(…)
Mohamed Moutadjer era un uomo di sessant'anni. Due dei suoi figli erano
terroristi attivamente ricercati.
Dopo averlo torturato, il maggiore Ben Amhmed, comandante del mio
reggimento, lo ha trascinato nel cortile e ha... urinato su di lui
davanti a tutti ripetendo: "Chiama quei cani dei tuoi figli, che
vengano in tuo aiuto, adesso!".
Dopo questa scena barbara, lui ed altri due soldati
hanno sparato una raffica sul vecchio. Il suo cadavere è stato lasciato
insepolto.
Tutti gli altri sono stati ugualmente assassinati,
dopo essere stati torturati, alcuni per molti giorni.
In otto sono stati sgozzati e gettati in un campo.
Due cadaveri nudi sono stati gettati accanto alla stazione; altri cinque
sono stati lasciati sulla riva dell' oued Isser.
Due prigionieri, un ragazzo di quindici anni e un
uomo di circa trentacinque anni, sono stati bruciati vivi. Non
dimenticherò mai questa scena.
Oltre a me erano presenti i tenenti Abdelhak e
Ramdane del Centro militare d'investigazione e i tenenti Bouziane,
Chemseddine e Boukachabia del 25° Reggimento di ricognizione.
Davanti a tutti il tenente Chemseddine aveva fatto mettere in ginocchio
i due prigionieri e li aveva cosparsi di A72, un liquido altamente
infiammabile utilizzato come carburante per alcuni mezzi blindati.

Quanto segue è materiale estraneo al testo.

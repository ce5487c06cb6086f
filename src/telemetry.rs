use tracing::subscriber::set_global_default;
use tracing::Subscriber;
use tracing_bunyan_formatter::{BunyanFormattingLayer, JsonStorageLayer};
use tracing_log::LogTracer;
use tracing_subscriber::{layer::SubscriberExt, EnvFilter, Registry};

pub fn get_subscriber(name: String, env_filter: String) -> impl Subscriber + Send + Sync {
    let env_filter =
        EnvFilter::try_from_default_env().unwrap_or_else(|_| EnvFilter::new(env_filter));
    let formatting_layer = BunyanFormattingLayer::new(name, std::io::stdout);
    Registry::default()
        .with(env_filter)
        .with(JsonStorageLayer)
        .with(formatting_layer)
}

pub fn init_subscriber(subscriber: impl Subscriber + Send + Sync) {
    LogTracer::init().expect("Failed to set logger");
    set_global_default(subscriber).expect("Failed to set subscriber");
}
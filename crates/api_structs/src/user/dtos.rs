use chrono::{DateTime, Utc};
use serde::{Deserialize, Serialize};
use userpanel_domain::{User, UserStatus, ID};

/// Wire representation of a user record. Field names are the ones the hosted
/// collection already stores, including the Portuguese ones.
#[derive(Debug, Clone, Deserialize, Serialize)]
#[serde(rename_all = "camelCase")]
pub struct UserDTO {
    pub id: ID,
    pub nome: String,
    pub email: String,
    pub cargo: String,
    pub status: UserStatus,
    #[serde(default)]
    pub created_at: Option<DateTime<Utc>>,
}

impl UserDTO {
    pub fn new(user: User) -> Self {
        Self {
            id: user.id,
            nome: user.name,
            email: user.email,
            cargo: user.role,
            status: user.status,
            created_at: user.created_at,
        }
    }

    pub fn into_user(self) -> User {
        User {
            id: self.id,
            name: self.nome,
            email: self.email,
            role: self.cargo,
            status: self.status,
            created_at: self.created_at,
        }
    }
}
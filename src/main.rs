mod telemetry;

use telemetry::{get_subscriber, init_subscriber};
use userpanel_panel::Panel;
use userpanel_sdk::{ApiConfig, PanelSDK};

#[tokio::main]
async fn main() {
    let subscriber = get_subscriber("userpanel".into(), "info".into());
    init_subscriber(subscriber);

    let config = ApiConfig::new();
    if !config.is_configured() {
        println!("The api base url is not configured.");
        println!("Set API_BASE_URL to your collection endpoint, for example:");
        println!("  API_BASE_URL=https://<project>.mockapi.io/api/v1");
        return;
    }

    let sdk = PanelSDK::new(&config);
    let mut panel = Panel::new(sdk.users);
    if let Err(e) = panel.load().await {
        eprintln!("{}", e);
    }
    println!("{}", panel.view());
}
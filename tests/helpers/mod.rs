pub mod server;
pub mod setup;
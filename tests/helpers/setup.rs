use userpanel_sdk::{ApiConfig, PanelSDK};

use super::server::spawn_collection_server;

pub struct TestApp {
    pub sdk: PanelSDK,
    pub address: String,
}

/// Boots an in-process mock collection and an SDK pointed at it.
pub fn spawn_app() -> TestApp {
    let address = spawn_collection_server();
    let sdk = PanelSDK::new(&ApiConfig::with_base_url(address.clone()));
    TestApp { sdk, address }
}
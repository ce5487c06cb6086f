use crate::base::{APIResponse, BaseClient};
use reqwest::StatusCode;
use std::sync::Arc;
use userpanel_api_structs::*;
use userpanel_domain::{UserStatus, ID};

#[derive(Clone)]
pub struct UserClient {
    base: Arc<BaseClient>,
}

pub struct CreateUserInput {
    pub name: String,
    pub email: String,
    pub role: String,
    pub status: UserStatus,
}

pub struct UpdateUserInput {
    pub user_id: ID,
    pub name: String,
    pub email: String,
    pub role: String,
    pub status: UserStatus,
}

impl UserClient {
    pub(crate) fn new(base: Arc<BaseClient>) -> Self {
        Self { base }
    }

    pub async fn list(&self) -> APIResponse<list_users::APIResponse> {
        self.base.get("users".into(), StatusCode::OK).await
    }

    pub async fn create(&self, input: CreateUserInput) -> APIResponse<create_user::APIResponse> {
        let body = create_user::RequestBody {
            nome: input.name,
            email: input.email,
            cargo: input.role,
            status: input.status,
        };
        self.base
            .post(body, "users".into(), StatusCode::CREATED)
            .await
    }

    pub async fn update(&self, input: UpdateUserInput) -> APIResponse<update_user::APIResponse> {
        let body = update_user::RequestBody {
            nome: input.name,
            email: input.email,
            cargo: input.role,
            status: input.status,
        };
        self.base
            .put(body, format!("users/{}", input.user_id), StatusCode::OK)
            .await
    }

    pub async fn remove(&self, user_id: ID) -> APIResponse<delete_user::APIResponse> {
        self.base
            .delete(format!("users/{}", user_id), StatusCode::OK)
            .await
    }
}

"No, non lo farà!" continuavo a ripetere
a uno dei miei colleghi. Il ragazzino supplicava, piangeva sotto lo
sguardo sprezzante dei militari che lo circondavano.
Il tenente ha acceso un pezzo di plastica e lo ha
gettato sugli indumenti dell'infelice, che si è subito trasformato in
una torcia umana.
Le sue urla di dolore, una cosa da resuscitare i
morti, sono state interrotte da una raffica sparata a bruciapelo. Il suo
compagno, che aveva assistito alla scena, era ammutolito per il
terrore.
Pochi minuti dopo avrebbe subito la stessa sorte.